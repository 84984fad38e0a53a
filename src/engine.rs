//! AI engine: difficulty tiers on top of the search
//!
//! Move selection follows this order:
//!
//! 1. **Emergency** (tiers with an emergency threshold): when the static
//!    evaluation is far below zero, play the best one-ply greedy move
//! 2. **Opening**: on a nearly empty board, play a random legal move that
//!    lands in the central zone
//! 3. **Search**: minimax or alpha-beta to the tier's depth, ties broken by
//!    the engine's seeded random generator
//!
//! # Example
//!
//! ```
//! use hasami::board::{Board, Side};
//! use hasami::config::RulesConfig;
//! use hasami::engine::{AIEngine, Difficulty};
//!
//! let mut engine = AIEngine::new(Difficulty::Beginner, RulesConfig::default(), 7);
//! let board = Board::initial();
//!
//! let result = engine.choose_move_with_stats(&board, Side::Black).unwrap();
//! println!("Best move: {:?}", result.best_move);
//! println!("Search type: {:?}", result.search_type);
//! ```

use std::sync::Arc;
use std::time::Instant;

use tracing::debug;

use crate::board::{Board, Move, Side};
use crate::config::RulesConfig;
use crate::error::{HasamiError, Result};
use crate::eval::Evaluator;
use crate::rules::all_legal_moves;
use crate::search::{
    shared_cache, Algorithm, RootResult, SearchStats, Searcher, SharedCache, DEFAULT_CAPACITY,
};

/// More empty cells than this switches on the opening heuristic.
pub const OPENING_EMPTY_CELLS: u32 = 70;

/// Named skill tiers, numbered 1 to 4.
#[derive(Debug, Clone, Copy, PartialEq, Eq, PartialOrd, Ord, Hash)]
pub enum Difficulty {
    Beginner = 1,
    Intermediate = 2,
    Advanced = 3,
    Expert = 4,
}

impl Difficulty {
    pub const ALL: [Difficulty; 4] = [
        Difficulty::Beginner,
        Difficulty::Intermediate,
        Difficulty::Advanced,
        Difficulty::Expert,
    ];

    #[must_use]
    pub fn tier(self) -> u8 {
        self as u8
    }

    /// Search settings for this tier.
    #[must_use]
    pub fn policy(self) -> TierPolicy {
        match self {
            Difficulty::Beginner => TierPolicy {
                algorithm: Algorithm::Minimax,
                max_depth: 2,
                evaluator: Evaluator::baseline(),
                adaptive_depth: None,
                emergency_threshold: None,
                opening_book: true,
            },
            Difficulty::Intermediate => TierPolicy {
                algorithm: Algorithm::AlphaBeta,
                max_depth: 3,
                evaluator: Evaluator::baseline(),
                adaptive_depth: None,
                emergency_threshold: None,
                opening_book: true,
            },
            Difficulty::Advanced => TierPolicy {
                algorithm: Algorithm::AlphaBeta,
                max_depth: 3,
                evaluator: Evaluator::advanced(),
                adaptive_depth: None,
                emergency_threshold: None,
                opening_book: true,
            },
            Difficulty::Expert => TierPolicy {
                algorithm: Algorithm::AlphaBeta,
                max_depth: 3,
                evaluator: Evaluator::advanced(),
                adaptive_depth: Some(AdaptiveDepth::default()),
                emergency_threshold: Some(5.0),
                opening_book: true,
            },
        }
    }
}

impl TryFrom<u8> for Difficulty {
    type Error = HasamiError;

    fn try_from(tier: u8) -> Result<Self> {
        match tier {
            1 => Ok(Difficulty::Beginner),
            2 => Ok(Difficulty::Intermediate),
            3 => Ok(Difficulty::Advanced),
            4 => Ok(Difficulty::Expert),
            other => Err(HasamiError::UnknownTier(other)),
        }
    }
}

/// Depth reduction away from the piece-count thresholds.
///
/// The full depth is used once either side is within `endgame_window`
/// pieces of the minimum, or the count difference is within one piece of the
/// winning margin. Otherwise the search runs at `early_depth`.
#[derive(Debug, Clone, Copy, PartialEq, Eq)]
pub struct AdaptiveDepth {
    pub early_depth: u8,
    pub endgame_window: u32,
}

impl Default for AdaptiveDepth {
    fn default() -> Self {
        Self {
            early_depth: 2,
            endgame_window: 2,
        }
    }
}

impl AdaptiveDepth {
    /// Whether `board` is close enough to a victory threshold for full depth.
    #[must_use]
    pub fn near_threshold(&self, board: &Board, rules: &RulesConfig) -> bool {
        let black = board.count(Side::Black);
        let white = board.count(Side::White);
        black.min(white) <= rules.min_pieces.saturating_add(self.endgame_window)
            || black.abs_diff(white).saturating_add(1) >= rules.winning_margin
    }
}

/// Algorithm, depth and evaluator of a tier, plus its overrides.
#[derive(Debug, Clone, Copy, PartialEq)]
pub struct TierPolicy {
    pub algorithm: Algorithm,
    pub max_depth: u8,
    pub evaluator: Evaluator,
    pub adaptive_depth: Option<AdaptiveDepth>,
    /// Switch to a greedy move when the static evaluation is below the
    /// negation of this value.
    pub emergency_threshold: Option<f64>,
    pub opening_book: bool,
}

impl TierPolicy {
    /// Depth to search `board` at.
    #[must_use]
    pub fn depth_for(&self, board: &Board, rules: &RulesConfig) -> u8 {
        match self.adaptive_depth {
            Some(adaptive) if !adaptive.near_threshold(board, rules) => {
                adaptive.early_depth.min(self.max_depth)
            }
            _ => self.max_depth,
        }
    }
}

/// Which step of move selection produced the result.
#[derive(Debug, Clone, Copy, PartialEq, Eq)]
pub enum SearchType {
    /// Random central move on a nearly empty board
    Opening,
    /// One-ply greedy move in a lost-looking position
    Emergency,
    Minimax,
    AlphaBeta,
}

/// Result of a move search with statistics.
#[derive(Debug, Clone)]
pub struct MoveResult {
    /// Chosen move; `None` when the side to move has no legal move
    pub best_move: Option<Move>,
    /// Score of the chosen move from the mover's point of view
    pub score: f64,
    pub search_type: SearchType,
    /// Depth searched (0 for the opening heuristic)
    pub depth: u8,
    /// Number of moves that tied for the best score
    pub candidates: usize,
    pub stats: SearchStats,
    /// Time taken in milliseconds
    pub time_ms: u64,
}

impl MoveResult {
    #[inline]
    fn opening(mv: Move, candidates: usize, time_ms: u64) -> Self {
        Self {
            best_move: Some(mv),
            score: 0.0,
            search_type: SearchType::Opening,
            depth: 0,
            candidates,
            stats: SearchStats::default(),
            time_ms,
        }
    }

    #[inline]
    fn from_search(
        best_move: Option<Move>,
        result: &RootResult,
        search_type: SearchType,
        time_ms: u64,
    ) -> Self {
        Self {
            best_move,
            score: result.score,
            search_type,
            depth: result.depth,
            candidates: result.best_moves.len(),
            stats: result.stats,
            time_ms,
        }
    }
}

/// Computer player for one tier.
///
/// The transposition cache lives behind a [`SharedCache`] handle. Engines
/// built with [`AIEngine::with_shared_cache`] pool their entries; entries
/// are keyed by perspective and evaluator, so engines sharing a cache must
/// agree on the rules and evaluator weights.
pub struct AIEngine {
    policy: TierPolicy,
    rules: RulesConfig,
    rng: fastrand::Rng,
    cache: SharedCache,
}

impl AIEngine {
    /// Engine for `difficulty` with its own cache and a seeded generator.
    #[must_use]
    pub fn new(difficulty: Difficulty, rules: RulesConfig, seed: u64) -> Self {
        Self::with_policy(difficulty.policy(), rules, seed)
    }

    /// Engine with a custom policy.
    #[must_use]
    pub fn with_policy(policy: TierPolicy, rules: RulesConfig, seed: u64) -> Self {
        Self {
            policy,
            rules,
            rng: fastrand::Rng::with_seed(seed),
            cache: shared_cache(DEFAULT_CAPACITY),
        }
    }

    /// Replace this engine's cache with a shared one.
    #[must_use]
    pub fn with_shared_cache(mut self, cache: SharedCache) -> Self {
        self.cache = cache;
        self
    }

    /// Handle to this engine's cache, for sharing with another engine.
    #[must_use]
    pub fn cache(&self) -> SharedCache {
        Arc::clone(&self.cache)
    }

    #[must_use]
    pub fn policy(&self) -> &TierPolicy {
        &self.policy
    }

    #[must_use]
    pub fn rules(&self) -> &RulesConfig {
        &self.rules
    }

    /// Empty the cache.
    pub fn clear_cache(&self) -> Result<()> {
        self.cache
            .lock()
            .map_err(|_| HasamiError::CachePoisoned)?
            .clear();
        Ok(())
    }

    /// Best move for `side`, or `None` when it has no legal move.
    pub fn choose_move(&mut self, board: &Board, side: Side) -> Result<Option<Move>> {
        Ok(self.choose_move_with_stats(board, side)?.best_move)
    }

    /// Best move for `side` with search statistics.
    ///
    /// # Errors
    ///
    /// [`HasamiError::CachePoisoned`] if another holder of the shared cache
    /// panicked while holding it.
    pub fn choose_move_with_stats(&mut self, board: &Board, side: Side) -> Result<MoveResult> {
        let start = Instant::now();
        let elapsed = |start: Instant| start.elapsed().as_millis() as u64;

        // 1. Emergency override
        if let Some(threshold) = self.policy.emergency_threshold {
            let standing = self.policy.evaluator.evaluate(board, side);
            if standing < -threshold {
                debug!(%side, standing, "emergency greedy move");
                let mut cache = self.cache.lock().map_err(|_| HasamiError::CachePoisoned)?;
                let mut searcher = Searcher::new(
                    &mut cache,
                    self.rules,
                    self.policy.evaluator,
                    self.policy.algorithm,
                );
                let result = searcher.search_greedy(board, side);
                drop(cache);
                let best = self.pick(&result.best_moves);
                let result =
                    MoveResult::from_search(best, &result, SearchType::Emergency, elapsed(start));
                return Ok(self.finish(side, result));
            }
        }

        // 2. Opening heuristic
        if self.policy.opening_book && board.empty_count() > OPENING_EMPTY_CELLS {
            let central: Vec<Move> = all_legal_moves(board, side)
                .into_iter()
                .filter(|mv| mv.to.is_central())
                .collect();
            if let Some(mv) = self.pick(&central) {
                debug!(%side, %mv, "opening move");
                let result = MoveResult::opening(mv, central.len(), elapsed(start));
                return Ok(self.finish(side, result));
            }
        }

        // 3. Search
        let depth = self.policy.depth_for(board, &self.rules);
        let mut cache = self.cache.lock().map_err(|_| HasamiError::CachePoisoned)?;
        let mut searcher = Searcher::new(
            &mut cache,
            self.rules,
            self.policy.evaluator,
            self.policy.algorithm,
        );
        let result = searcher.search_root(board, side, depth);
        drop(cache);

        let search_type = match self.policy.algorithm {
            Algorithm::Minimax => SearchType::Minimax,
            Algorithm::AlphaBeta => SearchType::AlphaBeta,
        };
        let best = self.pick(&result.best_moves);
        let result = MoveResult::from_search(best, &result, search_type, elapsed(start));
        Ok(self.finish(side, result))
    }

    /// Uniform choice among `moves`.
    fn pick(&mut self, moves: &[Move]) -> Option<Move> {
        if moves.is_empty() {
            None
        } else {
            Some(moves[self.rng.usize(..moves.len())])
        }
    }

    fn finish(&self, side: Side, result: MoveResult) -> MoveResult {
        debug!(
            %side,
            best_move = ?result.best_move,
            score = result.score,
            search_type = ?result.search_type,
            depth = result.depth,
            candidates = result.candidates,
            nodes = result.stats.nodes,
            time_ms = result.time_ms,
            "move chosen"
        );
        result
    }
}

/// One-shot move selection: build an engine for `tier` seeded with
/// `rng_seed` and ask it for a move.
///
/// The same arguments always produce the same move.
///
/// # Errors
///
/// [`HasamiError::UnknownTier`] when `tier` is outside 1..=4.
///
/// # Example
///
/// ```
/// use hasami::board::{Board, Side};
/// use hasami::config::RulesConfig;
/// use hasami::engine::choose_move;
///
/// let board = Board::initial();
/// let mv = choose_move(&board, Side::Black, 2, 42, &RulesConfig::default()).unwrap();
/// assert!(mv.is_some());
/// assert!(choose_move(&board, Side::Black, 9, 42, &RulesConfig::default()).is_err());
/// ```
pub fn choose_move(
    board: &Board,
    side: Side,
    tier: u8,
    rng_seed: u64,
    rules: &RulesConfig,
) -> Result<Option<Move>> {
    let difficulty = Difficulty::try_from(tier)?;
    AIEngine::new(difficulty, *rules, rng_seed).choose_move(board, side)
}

Action item:
When the line with "pub fn policy(&self)" is reached in the data above, start copying there, and copy each line exactly until the line with "the shared cache" has been copied; copy nothing else.

Expected answer:
    pub fn policy(&self) -> &TierPolicy {
        &self.policy
    }

    #[must_use]
    pub fn rules(&self) -> &RulesConfig {
        &self.rules
    }

    /// Empty the cache.
    pub fn clear_cache(&self) -> Result<()> {
        self.cache
            .lock()
            .map_err(|_| HasamiError::CachePoisoned)?
            .clear();
        Ok(())
    }

    /// Best move for `side`, or `None` when it has no legal move.
    pub fn choose_move(&mut self, board: &Board, side: Side) -> Result<Option<Move>> {
        Ok(self.choose_move_with_stats(board, side)?.best_move)
    }

    /// Best move for `side` with search statistics.
    ///
    /// # Errors
    ///
    /// [`HasamiError::CachePoisoned`] if another holder of the shared cache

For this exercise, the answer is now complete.